Gebo Field – We operate 51 active wells in the Gebo Field and hold a 100 percent working interest. Production is from the Phosphoria and Tensleep formations with producing zones as shallow as 4,500 feet and as deep as 5,300 feet. In 2008, our average production from the Gebo Field was approximately 670 Boe/d and our estimated proved reserves as of December 31, 2008 were 1.0 MMBoe.
North Sunshine Field – We operate 32 active wells in the North Sunshine Field and hold a 100 percent working interest. Production is from the Phosphoria at 3,000 feet and the Tensleep at about 3,900 feet. In 2008, our average production from the North Sunshine Field was approximately 376 Boe/d and our estimated proved reserves as of December 31, 2008 were 0.6 MMBoe, of which 100 percent was proved developed. In 2008, we drilled three successful crude oil wells in this field.
Hidden Dome Field – We operate 25 active wells in the Hidden Dome Field and hold a 100 percent working interest. Production is from the Frontier, Tensleep and Darwin formations with the producing zones as shallow as 1,200 feet and as deep as 5,000 feet. In 2008, our average production from the Hidden Dome Field was approximately 297 Boe/d and our estimated proved reserves as of December 31, 2008 were 0.9 MMBoe.
Other Wyoming Fields – Our other fields include the Sheldon Dome Field and Rolff Lake Fields in Fremont County, where we operate 17 active oil wells and four active gas wells in the Frontier to the Tensleep formations at depths up to 7,300 feet. In 2008, our Sheldon Dome and Rolff Lake fields produced on average approximately 133 net Boe/d and 73 net Boe/d, respectively. We also operate six active wells in the Lost Dome Field in Natrona County (outside the Wind River and Big Horn Basin) producing from the Tensleep formation at approximately 5,000 feet. In 2008, our average production from the Lost Dome Field was approximately 60 Boe/d. The other two fields we operate are the West Oregon Basin and Half Moon Fields in Park County, with seven total wells with six active oil producing wells and one active natural gas producing well. In 2008, we produced on average approximately 99 net Boe/d between the two fields in Park County from the Frontier and Phosphoria formations at depths from 1,200 to 4,000 feet. Rolff Lake Fields and Lost Dome Field had estimated proved reserves as of December 31, 2008 of 0.3 MMBoe and 0.1 MMBoe, respectively. We hold a 90 percent working interest in the Sheldon Dome Field and 100 percent working interests in the Rolff Lake, West Oregon Basin and Half Moon fields.
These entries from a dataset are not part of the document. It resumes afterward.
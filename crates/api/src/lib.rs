//! HTTP API layer with Axum routes and extractors.
//!
//! This crate provides:
//! - REST API routes
//! - The `Idempotency-Key` extractor
//! - Error and replay response rendering

pub mod error;
pub mod extractors;
pub mod response;
pub mod routes;

use axum::Router;
use paylane_db::IdempotencyRepository;
use sea_orm::DatabaseConnection;
use std::sync::Arc;
use tower_http::trace::TraceLayer;

pub use error::ApiError;

/// Application state shared across handlers.
#[derive(Clone)]
pub struct AppState {
    /// Database connection pool.
    pub db: Arc<DatabaseConnection>,
    /// Merchant endpoint notified of payment events, if configured.
    pub merchant_url: Option<Arc<str>>,
}

impl AppState {
    /// Creates the state from a pool and an optional merchant webhook URL.
    #[must_use]
    pub fn new(db: DatabaseConnection, merchant_url: Option<String>) -> Self {
        Self {
            db: Arc::new(db),
            merchant_url: merchant_url.map(Arc::from),
        }
    }

    /// Idempotency guard over the shared pool.
    #[must_use]
    pub fn idempotency(&self) -> IdempotencyRepository {
        IdempotencyRepository::new((*self.db).clone())
    }
}

/// Creates the main application router.
pub fn create_router(state: AppState) -> Router {
    Router::new()
        .nest("/api/v1", routes::api_routes())
        .layer(TraceLayer::new_for_http())
        .with_state(state)
}
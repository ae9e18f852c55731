//! Outbox worker.
//!
//! Each iteration claims one eligible job inside a transaction, attempts
//! delivery while holding the row lock, writes the outcome, and commits. Any
//! number of workers, in one process or many, can drain the same outbox.
//! When the outbox is empty the worker sleeps for the poll interval.

use std::time::Duration;

use chrono::Utc;
use paylane_core::webhook::{
    JobTransition, RetryPolicy, WebhookSigner, after_delivery, malformed_payload,
};
use paylane_db::OutboxRepository;
use paylane_shared::WebhookConfig;
use paylane_shared::types::WebhookJobId;
use sea_orm::{DatabaseConnection, DbErr, TransactionTrait};
use tokio::task::JoinHandle;
use tokio_util::sync::CancellationToken;
use tracing::{debug, error, info, warn};

use crate::client::{WebhookClient, WebhookSender};

/// Builds the retry policy described by `config`.
#[must_use]
pub fn retry_policy(config: &WebhookConfig) -> RetryPolicy {
    RetryPolicy::new(
        config.max_attempts,
        Duration::from_secs(config.base_backoff_secs),
        Duration::from_secs(config.max_backoff_secs),
    )
}

/// Background task draining the webhook outbox.
#[derive(Debug, Clone)]
pub struct WebhookWorker<S = WebhookClient> {
    db: DatabaseConnection,
    sender: S,
    policy: RetryPolicy,
    poll_interval: Duration,
}

impl WebhookWorker<WebhookClient> {
    /// Creates a worker delivering with a signed [`WebhookClient`].
    pub fn from_config(
        db: DatabaseConnection,
        config: &WebhookConfig,
    ) -> Result<Self, reqwest::Error> {
        let client = WebhookClient::new(
            WebhookSigner::new(&config.secret),
            Duration::from_secs(config.request_timeout_secs),
        )?;

        Ok(Self::new(
            db,
            client,
            retry_policy(config),
            Duration::from_secs(config.poll_interval_secs),
        ))
    }
}

impl<S: WebhookSender + 'static> WebhookWorker<S> {
    /// Creates a worker.
    #[must_use]
    pub const fn new(
        db: DatabaseConnection,
        sender: S,
        policy: RetryPolicy,
        poll_interval: Duration,
    ) -> Self {
        Self {
            db,
            sender,
            policy,
            poll_interval,
        }
    }

    /// Processes at most one job. Returns `None` when nothing is eligible.
    pub async fn process_next(&self) -> Result<Option<(WebhookJobId, JobTransition)>, DbErr> {
        let txn = self.db.begin().await?;

        let Some(job) = OutboxRepository::claim_next(&txn, Utc::now()).await? else {
            txn.commit().await?;
            return Ok(None);
        };
        let id = WebhookJobId::from_uuid(job.id);

        let transition = if let Err(err) = serde_json::from_str::<serde_json::Value>(&job.payload)
        {
            warn!(job_id = %id, error = %err, "Malformed webhook payload");
            malformed_payload(job.attempts)
        } else {
            let result = self.sender.send(&job.url, job.payload.as_bytes()).await;
            if let Err(err) = &result {
                debug!(job_id = %id, url = %job.url, error = %err, "Webhook delivery failed");
            }
            after_delivery(&self.policy, job.attempts, &result, Utc::now())
        };

        OutboxRepository::apply_transition(&txn, id, &transition).await?;
        txn.commit().await?;

        match transition {
            JobTransition::Complete { attempts } => {
                info!(job_id = %id, attempts, "Webhook delivered");
            }
            JobTransition::Reschedule {
                attempts,
                next_run_at,
            } => {
                info!(job_id = %id, attempts, next_run_at = %next_run_at, "Webhook rescheduled");
            }
            JobTransition::Fail { attempts, reason } => {
                warn!(job_id = %id, attempts, reason = ?reason, "Webhook failed permanently");
            }
        }

        Ok(Some((id, transition)))
    }

    /// Runs until `shutdown` is cancelled. A job in flight is finished first.
    pub async fn run(self, shutdown: CancellationToken) {
        info!(poll_interval = ?self.poll_interval, "Webhook worker started");

        while !shutdown.is_cancelled() {
            let wait = match self.process_next().await {
                Ok(Some(_)) => continue,
                Ok(None) => self.poll_interval,
                Err(err) => {
                    error!(error = %err, "Webhook worker iteration failed");
                    self.poll_interval
                }
            };

            tokio::select! {
                () = shutdown.cancelled() => break,
                () = tokio::time::sleep(wait) => {}
            }
        }

        info!("Webhook worker stopped");
    }

    /// Spawns [`run`](Self::run) on the current runtime.
    pub fn spawn(self, shutdown: CancellationToken) -> JoinHandle<()> {
        tokio::spawn(self.run(shutdown))
    }
}
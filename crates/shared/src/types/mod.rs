//! Common types used across the application.

pub mod id;
pub mod money;

pub use id::*;
pub use money::{Currency, Money};
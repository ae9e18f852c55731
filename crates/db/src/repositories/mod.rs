//! Repository abstractions for data access.
//!
//! Repositories provide a clean interface for database operations,
//! hiding the `SeaORM` implementation details from the rest of the application.

pub mod account;
pub mod idempotency;
pub mod ledger;
pub mod outbox;

pub use account::AccountRepository;
pub use idempotency::{GuardedFuture, IdempotencyRepository};
pub use ledger::{LedgerRepository, PostingError};
pub use outbox::OutboxRepository;
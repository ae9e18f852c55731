//! Outbound webhook HTTP client.

use std::time::Duration;

use async_trait::async_trait;
use paylane_core::webhook::{DeliveryError, SIGNATURE_HEADER, WebhookSigner};
use reqwest::header::CONTENT_TYPE;

/// User agent sent with every delivery.
pub const USER_AGENT: &str = "Paylane-Webhook/1.0";

/// Delivers a webhook body to a URL.
#[async_trait]
pub trait WebhookSender: Send + Sync {
    /// POSTs `body` to `url`. Only a 2xx response counts as delivered.
    async fn send(&self, url: &str, body: &[u8]) -> Result<(), DeliveryError>;
}

/// Signs bodies with HMAC-SHA256 and posts them with a bounded timeout.
#[derive(Debug, Clone)]
pub struct WebhookClient {
    http: reqwest::Client,
    signer: WebhookSigner,
}

impl WebhookClient {
    /// Creates a client whose every request is cut off after `timeout`.
    pub fn new(signer: WebhookSigner, timeout: Duration) -> Result<Self, reqwest::Error> {
        let http = reqwest::Client::builder()
            .timeout(timeout)
            .user_agent(USER_AGENT)
            .build()?;

        Ok(Self { http, signer })
    }
}

#[async_trait]
impl WebhookSender for WebhookClient {
    async fn send(&self, url: &str, body: &[u8]) -> Result<(), DeliveryError> {
        let signature = self.signer.sign(body);

        let response = self
            .http
            .post(url)
            .header(CONTENT_TYPE, "application/json")
            .header(SIGNATURE_HEADER, signature)
            .body(body.to_vec())
            .send()
            .await
            .map_err(classify)?;

        let status = response.status();
        if status.is_success() {
            Ok(())
        } else {
            Err(DeliveryError::Status(status.as_u16()))
        }
    }
}

fn classify(err: reqwest::Error) -> DeliveryError {
    if err.is_timeout() {
        DeliveryError::Timeout
    } else if err.is_builder() {
        DeliveryError::InvalidRequest(err.to_string())
    } else {
        DeliveryError::Connection(err.to_string())
    }
}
Our five Florida fields were acquired in May 2007. We operate 18 active wells. Production is from the Cretaceous Sunniland Trend of the South Florida Basin at 11,500 feet. The South Florida Basin is one of the largest proven and sourced geological basins in the United States. The Sunniland Trend has produced in excess of 115 million barrels of oil from seven fields. Our fields are 100 percent oil and oil quality averaged 24 degrees API. As of December 31, 2008, we had estimated proved reserves of approximately 2.0 MMBbls and a reserve life index in excess of 15 years in these fields. In 2008, our average production from our Florida fields was approximately 1.6 MBbls/d. Production from the Raccoon Point field currently accounts for more than half of our Florida production. We hold a 100 percent working interest in our Florida fields.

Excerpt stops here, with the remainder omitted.